Dataset items:
========================================================================

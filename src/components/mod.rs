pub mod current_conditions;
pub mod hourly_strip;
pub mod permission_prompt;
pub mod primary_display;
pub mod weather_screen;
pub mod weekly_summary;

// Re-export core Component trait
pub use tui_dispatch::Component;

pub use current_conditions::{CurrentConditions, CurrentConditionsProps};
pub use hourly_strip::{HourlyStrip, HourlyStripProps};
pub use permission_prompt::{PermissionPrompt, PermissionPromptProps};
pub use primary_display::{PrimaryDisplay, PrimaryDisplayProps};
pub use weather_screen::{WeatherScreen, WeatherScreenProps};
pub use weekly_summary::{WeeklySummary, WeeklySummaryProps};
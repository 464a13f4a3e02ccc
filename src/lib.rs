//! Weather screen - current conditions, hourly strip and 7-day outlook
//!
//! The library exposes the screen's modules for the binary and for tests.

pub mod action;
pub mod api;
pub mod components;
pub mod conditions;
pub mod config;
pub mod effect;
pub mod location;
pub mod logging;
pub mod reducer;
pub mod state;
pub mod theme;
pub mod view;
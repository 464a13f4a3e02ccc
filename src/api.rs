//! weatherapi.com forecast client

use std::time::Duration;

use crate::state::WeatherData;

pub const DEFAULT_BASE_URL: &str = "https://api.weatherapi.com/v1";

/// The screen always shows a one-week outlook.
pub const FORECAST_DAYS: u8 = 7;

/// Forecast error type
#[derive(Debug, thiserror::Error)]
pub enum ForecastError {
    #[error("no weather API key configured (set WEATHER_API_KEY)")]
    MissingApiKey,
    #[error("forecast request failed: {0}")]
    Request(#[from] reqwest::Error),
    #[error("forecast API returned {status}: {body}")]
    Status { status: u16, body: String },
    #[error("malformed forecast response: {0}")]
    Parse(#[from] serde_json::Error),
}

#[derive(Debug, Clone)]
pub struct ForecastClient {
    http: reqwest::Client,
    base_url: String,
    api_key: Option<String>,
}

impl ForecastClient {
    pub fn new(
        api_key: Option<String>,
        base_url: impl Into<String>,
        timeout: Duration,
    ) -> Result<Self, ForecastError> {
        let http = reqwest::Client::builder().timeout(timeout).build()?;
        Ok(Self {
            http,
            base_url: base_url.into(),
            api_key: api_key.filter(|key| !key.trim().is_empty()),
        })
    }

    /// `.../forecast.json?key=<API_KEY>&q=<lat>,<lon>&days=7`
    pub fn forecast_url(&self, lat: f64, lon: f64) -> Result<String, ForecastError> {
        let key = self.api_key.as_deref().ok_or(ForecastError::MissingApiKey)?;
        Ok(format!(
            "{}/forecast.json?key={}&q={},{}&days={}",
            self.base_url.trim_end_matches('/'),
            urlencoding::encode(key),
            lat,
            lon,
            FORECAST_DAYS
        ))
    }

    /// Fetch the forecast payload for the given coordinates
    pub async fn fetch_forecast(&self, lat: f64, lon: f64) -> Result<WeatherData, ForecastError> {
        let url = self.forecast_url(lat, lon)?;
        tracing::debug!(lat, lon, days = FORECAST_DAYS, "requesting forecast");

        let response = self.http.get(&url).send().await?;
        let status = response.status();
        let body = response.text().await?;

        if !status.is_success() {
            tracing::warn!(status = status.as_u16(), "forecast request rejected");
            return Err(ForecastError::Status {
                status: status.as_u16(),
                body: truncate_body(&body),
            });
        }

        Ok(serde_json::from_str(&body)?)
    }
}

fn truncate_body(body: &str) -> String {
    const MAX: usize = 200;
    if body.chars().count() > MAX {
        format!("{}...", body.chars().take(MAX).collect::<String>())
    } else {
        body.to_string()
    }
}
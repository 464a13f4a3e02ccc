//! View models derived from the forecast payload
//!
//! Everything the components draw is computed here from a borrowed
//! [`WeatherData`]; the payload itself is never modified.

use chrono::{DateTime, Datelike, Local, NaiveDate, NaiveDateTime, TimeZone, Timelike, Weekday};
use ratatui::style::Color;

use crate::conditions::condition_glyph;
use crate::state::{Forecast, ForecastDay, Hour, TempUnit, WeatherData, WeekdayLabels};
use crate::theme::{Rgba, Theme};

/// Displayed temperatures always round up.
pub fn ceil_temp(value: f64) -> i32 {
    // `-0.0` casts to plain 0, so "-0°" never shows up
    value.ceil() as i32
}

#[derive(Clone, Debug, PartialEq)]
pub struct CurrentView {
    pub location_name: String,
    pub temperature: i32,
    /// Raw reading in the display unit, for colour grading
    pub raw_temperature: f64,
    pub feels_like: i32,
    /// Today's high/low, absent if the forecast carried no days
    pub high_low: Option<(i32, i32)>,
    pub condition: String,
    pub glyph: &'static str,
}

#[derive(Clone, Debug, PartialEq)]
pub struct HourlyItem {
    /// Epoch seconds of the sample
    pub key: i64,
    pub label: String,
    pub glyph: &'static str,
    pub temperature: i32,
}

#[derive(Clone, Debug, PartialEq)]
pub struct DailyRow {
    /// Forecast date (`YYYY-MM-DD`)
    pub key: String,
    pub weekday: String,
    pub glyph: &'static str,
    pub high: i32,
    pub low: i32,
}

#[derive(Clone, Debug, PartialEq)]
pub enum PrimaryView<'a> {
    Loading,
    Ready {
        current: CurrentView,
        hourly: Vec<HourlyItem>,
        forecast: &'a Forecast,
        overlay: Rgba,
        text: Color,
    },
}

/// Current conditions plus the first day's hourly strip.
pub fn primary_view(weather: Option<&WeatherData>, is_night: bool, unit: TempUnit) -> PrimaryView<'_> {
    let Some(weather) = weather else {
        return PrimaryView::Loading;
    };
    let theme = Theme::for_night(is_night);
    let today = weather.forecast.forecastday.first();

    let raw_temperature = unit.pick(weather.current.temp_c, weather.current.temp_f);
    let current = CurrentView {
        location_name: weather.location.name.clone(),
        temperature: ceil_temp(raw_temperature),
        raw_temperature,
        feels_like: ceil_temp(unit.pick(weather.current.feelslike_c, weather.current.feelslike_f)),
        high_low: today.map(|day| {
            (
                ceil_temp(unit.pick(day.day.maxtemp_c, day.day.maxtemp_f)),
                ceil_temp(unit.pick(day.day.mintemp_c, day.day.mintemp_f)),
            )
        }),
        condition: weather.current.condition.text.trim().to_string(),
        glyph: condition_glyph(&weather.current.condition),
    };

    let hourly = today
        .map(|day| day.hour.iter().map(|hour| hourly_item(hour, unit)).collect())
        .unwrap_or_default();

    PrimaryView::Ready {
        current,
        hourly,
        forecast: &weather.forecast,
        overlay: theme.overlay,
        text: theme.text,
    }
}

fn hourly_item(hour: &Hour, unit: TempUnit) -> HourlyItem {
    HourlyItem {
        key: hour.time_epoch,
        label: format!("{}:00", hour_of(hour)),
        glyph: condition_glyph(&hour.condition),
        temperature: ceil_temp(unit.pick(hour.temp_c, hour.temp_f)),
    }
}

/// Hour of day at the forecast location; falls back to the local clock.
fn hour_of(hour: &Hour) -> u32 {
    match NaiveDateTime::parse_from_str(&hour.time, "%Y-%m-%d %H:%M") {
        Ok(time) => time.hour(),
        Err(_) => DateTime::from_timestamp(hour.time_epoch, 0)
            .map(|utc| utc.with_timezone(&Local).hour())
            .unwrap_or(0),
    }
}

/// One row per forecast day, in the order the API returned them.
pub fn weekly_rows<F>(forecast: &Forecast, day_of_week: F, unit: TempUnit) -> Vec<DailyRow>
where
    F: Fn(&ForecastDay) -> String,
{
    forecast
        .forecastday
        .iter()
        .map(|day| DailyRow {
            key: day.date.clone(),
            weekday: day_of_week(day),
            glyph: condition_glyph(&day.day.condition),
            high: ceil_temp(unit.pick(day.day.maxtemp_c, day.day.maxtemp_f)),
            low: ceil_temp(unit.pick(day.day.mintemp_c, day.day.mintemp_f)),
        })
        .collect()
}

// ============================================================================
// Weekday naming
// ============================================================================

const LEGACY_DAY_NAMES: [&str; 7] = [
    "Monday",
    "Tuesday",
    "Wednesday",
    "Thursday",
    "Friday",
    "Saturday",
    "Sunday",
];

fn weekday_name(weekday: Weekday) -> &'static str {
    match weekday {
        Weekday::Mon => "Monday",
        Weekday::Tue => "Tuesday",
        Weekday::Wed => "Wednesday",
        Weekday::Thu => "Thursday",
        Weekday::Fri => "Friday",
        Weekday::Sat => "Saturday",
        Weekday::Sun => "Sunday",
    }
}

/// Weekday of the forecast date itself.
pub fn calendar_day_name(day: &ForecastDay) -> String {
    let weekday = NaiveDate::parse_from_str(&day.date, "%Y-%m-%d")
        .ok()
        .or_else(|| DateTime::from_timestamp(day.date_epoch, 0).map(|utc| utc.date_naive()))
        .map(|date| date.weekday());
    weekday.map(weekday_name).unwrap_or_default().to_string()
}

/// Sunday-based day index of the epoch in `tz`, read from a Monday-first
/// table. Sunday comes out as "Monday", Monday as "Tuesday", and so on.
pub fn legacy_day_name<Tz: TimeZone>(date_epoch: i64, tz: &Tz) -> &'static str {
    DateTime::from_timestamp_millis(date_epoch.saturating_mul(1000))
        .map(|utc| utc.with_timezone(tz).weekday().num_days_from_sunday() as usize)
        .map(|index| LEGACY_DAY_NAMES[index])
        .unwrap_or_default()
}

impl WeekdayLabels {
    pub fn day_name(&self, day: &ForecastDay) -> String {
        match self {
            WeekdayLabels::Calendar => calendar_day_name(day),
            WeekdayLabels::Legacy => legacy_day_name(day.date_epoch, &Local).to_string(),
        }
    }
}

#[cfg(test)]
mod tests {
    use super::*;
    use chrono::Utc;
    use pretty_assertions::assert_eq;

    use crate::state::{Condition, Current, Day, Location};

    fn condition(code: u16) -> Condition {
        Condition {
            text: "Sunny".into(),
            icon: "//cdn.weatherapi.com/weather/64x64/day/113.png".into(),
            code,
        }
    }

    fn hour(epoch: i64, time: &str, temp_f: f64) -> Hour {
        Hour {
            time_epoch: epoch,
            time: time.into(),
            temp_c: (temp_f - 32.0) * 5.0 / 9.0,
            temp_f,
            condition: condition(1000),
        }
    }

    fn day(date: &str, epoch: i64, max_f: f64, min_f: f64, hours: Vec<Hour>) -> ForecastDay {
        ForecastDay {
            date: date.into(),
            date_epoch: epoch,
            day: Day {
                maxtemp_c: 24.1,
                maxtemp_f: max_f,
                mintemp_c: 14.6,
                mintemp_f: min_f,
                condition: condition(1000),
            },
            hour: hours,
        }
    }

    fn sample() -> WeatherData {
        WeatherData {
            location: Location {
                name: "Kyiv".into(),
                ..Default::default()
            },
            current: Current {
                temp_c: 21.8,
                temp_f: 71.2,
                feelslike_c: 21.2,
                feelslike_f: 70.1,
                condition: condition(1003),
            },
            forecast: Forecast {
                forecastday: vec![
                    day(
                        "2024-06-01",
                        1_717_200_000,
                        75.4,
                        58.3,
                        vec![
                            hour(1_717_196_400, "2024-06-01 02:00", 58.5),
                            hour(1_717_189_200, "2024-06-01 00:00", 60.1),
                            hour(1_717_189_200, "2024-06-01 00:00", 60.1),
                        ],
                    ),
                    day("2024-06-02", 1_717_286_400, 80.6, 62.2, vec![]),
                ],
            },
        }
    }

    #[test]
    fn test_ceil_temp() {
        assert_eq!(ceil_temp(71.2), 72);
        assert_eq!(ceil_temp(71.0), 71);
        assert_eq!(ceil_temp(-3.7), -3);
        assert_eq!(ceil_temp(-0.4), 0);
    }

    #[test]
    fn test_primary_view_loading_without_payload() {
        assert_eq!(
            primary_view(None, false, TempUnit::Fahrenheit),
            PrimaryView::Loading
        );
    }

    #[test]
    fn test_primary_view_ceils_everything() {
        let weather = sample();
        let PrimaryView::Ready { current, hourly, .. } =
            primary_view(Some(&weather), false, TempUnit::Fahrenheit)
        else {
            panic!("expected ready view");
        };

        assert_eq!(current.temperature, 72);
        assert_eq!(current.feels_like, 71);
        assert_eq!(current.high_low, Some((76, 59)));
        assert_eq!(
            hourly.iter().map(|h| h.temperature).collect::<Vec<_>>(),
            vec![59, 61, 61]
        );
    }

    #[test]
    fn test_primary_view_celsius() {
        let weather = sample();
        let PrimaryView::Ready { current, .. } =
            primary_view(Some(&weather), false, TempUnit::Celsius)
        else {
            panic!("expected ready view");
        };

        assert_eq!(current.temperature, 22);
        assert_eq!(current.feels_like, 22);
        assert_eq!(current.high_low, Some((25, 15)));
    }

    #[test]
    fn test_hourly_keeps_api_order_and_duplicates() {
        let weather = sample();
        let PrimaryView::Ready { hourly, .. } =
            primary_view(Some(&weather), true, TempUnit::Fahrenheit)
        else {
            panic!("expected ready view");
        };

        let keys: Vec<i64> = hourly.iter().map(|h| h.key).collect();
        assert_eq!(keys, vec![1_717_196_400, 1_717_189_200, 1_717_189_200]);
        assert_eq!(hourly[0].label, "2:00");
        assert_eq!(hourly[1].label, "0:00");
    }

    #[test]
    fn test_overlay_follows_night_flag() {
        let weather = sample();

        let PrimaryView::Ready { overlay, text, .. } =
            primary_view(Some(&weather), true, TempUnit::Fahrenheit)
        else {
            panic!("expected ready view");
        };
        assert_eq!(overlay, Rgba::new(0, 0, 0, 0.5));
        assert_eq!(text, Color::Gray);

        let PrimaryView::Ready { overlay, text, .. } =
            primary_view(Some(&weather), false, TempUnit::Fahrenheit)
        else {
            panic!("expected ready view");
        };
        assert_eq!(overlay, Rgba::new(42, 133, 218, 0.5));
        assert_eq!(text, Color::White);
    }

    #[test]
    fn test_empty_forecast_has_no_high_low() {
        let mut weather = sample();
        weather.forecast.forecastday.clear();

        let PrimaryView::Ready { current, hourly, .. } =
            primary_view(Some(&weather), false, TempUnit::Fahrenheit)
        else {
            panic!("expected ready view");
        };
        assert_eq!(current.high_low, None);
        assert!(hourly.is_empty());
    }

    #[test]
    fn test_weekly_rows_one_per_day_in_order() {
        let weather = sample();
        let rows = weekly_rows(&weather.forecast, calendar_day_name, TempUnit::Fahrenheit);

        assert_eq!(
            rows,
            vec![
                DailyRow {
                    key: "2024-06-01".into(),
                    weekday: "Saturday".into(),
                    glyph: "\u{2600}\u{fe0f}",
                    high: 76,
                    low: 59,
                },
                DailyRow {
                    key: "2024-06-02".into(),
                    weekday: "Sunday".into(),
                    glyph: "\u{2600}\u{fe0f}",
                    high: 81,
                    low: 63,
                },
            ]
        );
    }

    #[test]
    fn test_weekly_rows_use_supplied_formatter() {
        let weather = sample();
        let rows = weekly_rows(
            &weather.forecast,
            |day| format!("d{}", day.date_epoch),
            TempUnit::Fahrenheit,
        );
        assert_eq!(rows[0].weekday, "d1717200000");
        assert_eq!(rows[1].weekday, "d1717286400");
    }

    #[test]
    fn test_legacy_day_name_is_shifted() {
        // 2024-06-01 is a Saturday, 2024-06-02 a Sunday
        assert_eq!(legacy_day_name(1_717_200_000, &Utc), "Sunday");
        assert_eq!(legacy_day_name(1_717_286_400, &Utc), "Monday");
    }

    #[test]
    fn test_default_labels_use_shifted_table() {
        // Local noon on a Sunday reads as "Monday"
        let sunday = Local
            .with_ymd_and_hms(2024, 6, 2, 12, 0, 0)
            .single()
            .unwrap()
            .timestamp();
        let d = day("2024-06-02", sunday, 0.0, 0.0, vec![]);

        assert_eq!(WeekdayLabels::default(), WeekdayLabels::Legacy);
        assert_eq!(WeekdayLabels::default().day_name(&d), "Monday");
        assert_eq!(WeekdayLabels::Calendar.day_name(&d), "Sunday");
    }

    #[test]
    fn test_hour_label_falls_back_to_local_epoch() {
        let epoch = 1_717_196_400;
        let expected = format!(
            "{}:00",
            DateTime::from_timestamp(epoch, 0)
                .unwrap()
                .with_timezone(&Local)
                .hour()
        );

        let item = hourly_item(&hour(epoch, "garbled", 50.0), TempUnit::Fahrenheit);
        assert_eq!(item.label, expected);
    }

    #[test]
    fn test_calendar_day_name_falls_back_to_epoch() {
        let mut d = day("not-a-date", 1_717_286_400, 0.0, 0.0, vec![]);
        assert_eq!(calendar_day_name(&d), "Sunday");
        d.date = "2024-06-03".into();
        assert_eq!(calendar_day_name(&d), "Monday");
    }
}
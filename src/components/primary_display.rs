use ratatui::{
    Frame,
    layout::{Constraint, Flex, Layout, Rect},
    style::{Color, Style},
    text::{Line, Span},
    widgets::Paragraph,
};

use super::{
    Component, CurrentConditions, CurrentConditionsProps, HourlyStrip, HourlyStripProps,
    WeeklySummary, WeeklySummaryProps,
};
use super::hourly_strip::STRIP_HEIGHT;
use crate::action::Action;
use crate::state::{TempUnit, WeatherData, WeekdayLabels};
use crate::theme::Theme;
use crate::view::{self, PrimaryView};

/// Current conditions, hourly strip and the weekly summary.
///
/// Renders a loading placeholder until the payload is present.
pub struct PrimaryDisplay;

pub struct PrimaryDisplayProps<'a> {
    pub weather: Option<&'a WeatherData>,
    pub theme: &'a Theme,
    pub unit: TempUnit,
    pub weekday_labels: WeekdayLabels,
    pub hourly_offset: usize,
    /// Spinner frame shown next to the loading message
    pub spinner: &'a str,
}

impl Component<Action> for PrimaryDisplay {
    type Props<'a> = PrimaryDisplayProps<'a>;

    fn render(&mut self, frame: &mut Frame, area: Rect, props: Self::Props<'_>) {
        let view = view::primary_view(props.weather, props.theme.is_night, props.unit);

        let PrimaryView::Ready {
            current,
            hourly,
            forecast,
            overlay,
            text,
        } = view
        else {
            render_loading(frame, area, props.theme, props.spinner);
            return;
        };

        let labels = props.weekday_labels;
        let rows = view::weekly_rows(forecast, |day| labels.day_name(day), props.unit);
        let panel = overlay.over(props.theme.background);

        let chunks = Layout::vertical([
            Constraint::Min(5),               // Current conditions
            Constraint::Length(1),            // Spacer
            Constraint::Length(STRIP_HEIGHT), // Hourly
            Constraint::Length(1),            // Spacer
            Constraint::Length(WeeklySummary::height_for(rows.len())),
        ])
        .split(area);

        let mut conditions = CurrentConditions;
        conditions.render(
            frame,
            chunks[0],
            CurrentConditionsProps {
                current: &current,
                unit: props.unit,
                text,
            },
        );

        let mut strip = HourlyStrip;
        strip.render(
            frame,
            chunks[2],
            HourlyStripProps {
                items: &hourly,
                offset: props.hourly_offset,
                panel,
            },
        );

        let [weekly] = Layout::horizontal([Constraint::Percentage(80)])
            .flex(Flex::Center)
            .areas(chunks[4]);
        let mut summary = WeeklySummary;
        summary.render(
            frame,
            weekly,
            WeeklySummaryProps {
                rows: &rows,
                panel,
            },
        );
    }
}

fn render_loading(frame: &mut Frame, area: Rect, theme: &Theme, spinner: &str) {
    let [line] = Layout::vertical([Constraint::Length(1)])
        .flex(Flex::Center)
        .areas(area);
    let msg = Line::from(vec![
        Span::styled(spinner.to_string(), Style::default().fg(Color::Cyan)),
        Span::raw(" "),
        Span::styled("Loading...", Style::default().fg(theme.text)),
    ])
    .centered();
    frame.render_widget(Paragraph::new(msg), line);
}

========================================================================

What lines above hold the word "never"? Pull each one out.

SOLVED EXERCISE:
//! [`WeatherData`]; the payload itself is never modified.
    // `-0.0` casts to plain 0, so "-0°" never shows up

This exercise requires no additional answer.